_TASK BRIEF_. Look through the listing below, and wherever a line has the string "before", copy it.

=== Begin Enclosure ===

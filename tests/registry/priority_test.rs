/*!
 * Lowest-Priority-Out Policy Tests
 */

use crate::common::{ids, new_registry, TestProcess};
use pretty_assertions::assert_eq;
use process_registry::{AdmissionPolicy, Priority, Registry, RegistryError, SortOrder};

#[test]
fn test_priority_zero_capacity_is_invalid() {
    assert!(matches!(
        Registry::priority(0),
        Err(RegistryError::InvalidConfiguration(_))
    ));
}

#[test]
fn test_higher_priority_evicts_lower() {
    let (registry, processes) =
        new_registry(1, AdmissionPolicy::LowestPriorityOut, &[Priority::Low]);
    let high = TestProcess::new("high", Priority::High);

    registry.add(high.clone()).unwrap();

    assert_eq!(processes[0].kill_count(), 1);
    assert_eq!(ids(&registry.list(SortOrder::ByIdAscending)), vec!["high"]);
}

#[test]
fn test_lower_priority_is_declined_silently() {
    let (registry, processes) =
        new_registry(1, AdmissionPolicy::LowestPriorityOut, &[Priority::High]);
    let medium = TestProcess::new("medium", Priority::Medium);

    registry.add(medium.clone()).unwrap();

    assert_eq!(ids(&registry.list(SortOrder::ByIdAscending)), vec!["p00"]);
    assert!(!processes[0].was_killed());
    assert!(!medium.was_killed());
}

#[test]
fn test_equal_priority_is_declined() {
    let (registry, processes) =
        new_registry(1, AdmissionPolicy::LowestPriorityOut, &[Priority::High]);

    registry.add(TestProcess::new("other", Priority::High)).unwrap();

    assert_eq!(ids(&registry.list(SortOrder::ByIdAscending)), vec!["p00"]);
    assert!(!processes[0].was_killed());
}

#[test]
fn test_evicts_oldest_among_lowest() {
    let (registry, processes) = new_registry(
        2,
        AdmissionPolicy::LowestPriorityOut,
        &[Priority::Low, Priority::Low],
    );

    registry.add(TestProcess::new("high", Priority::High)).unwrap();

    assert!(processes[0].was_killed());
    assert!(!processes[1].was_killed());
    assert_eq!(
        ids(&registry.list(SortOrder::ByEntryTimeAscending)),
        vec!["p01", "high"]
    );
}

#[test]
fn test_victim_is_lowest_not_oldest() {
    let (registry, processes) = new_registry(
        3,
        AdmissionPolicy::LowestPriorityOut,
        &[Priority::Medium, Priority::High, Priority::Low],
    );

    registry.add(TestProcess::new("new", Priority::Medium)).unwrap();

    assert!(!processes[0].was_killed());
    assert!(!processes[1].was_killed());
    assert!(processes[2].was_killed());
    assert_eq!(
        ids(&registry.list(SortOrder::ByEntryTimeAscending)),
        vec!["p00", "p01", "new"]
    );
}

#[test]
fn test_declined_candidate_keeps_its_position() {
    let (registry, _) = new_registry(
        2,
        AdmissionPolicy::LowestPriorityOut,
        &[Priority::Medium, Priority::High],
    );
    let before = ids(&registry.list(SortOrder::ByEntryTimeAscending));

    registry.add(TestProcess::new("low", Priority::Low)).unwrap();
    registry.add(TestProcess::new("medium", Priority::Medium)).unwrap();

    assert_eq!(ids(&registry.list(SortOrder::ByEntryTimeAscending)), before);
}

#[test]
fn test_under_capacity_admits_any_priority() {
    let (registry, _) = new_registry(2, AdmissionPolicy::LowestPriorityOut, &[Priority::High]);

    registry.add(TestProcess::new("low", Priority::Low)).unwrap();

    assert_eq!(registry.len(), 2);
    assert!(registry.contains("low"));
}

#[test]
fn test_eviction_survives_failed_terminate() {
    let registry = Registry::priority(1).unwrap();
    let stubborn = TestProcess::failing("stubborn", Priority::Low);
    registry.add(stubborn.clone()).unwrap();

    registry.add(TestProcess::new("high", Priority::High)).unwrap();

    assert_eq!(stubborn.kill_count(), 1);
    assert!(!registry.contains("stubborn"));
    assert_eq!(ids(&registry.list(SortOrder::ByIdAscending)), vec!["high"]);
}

=== End Enclosure ===
=== Begin Enclosure ===

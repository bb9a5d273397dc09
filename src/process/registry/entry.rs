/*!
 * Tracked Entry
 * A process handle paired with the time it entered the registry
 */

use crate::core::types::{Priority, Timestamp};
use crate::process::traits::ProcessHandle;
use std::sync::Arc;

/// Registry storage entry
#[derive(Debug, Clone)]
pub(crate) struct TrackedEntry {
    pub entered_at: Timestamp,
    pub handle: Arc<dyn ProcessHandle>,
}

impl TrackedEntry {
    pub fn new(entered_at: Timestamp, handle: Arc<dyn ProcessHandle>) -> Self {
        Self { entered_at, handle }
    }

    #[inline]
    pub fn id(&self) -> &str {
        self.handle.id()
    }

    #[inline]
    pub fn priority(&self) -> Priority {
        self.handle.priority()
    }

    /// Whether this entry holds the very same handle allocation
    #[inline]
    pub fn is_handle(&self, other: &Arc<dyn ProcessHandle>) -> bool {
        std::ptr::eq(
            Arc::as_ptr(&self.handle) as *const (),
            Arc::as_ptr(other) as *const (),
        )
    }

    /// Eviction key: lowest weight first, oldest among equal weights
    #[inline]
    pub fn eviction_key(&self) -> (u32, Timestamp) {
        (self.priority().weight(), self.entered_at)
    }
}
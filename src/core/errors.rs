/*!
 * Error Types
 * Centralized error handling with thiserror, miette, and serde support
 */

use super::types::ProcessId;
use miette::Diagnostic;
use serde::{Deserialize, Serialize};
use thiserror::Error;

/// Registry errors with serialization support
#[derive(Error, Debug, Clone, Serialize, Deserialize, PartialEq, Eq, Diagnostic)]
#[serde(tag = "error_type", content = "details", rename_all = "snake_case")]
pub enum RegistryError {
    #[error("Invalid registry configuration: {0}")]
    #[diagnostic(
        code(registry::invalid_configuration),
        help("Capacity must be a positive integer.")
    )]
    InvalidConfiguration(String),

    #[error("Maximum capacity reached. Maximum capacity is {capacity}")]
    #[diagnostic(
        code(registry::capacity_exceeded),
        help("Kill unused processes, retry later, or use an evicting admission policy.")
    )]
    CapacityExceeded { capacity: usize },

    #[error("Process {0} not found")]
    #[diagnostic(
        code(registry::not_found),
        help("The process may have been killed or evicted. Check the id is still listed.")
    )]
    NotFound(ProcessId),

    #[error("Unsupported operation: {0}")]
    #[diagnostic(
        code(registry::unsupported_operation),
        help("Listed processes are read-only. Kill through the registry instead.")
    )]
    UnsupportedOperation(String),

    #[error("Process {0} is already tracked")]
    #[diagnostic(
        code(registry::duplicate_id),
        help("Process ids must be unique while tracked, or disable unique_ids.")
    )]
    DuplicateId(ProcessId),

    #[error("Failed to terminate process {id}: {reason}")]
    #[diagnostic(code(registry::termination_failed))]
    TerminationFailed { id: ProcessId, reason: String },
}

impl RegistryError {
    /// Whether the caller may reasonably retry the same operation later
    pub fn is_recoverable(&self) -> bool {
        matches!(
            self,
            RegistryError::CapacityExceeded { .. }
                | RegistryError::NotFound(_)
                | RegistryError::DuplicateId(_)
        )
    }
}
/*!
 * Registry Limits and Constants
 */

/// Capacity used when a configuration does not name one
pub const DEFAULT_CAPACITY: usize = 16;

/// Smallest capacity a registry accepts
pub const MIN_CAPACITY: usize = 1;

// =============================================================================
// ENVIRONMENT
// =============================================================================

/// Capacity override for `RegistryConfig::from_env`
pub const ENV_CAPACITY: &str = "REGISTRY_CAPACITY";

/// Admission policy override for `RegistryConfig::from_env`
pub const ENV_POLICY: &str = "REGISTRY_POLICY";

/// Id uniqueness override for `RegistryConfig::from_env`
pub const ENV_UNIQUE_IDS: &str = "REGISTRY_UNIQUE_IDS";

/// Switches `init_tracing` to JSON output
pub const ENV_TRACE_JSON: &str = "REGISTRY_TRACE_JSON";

=== End Enclosure ===
=== Begin Enclosure ===

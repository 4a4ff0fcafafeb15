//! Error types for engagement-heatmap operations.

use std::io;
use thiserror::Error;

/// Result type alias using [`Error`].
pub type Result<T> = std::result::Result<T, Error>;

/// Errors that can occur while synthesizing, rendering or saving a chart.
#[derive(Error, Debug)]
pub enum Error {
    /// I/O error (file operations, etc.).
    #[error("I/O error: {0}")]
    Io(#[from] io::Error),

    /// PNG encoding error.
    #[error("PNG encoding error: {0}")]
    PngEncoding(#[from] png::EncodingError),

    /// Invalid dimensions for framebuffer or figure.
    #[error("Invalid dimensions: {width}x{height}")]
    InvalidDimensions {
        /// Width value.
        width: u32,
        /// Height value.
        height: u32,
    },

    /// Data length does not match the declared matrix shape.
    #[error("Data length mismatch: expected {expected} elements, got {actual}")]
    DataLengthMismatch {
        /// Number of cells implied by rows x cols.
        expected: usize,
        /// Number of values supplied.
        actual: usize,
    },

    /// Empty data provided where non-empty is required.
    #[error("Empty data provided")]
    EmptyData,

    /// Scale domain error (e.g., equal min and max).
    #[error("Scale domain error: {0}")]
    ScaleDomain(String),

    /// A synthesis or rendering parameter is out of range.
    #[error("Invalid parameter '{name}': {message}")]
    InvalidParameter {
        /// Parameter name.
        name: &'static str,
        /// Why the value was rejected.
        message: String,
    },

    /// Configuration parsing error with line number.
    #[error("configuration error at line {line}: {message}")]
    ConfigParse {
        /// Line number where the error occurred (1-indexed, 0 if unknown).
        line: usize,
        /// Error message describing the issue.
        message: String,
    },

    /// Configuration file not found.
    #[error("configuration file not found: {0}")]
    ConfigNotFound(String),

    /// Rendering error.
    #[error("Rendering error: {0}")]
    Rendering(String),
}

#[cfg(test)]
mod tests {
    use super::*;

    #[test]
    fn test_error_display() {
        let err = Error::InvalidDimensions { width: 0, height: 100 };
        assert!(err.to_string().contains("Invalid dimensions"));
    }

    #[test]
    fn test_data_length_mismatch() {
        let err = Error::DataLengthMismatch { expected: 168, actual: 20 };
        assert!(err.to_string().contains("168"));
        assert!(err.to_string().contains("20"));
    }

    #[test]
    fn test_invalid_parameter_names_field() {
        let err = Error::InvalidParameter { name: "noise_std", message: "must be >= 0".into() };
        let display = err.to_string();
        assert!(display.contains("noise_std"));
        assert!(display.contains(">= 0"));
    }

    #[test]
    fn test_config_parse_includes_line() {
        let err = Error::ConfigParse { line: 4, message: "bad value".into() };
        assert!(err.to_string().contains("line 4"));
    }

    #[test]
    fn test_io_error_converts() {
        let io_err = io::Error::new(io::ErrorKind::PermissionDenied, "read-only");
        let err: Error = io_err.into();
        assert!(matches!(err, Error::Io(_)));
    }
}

=== End Enclosure ===

_TASK RESPONSE_.
    let before = ids(&registry.list(SortOrder::ByEntryTimeAscending));
    assert_eq!(ids(&registry.list(SortOrder::ByEntryTimeAscending)), before);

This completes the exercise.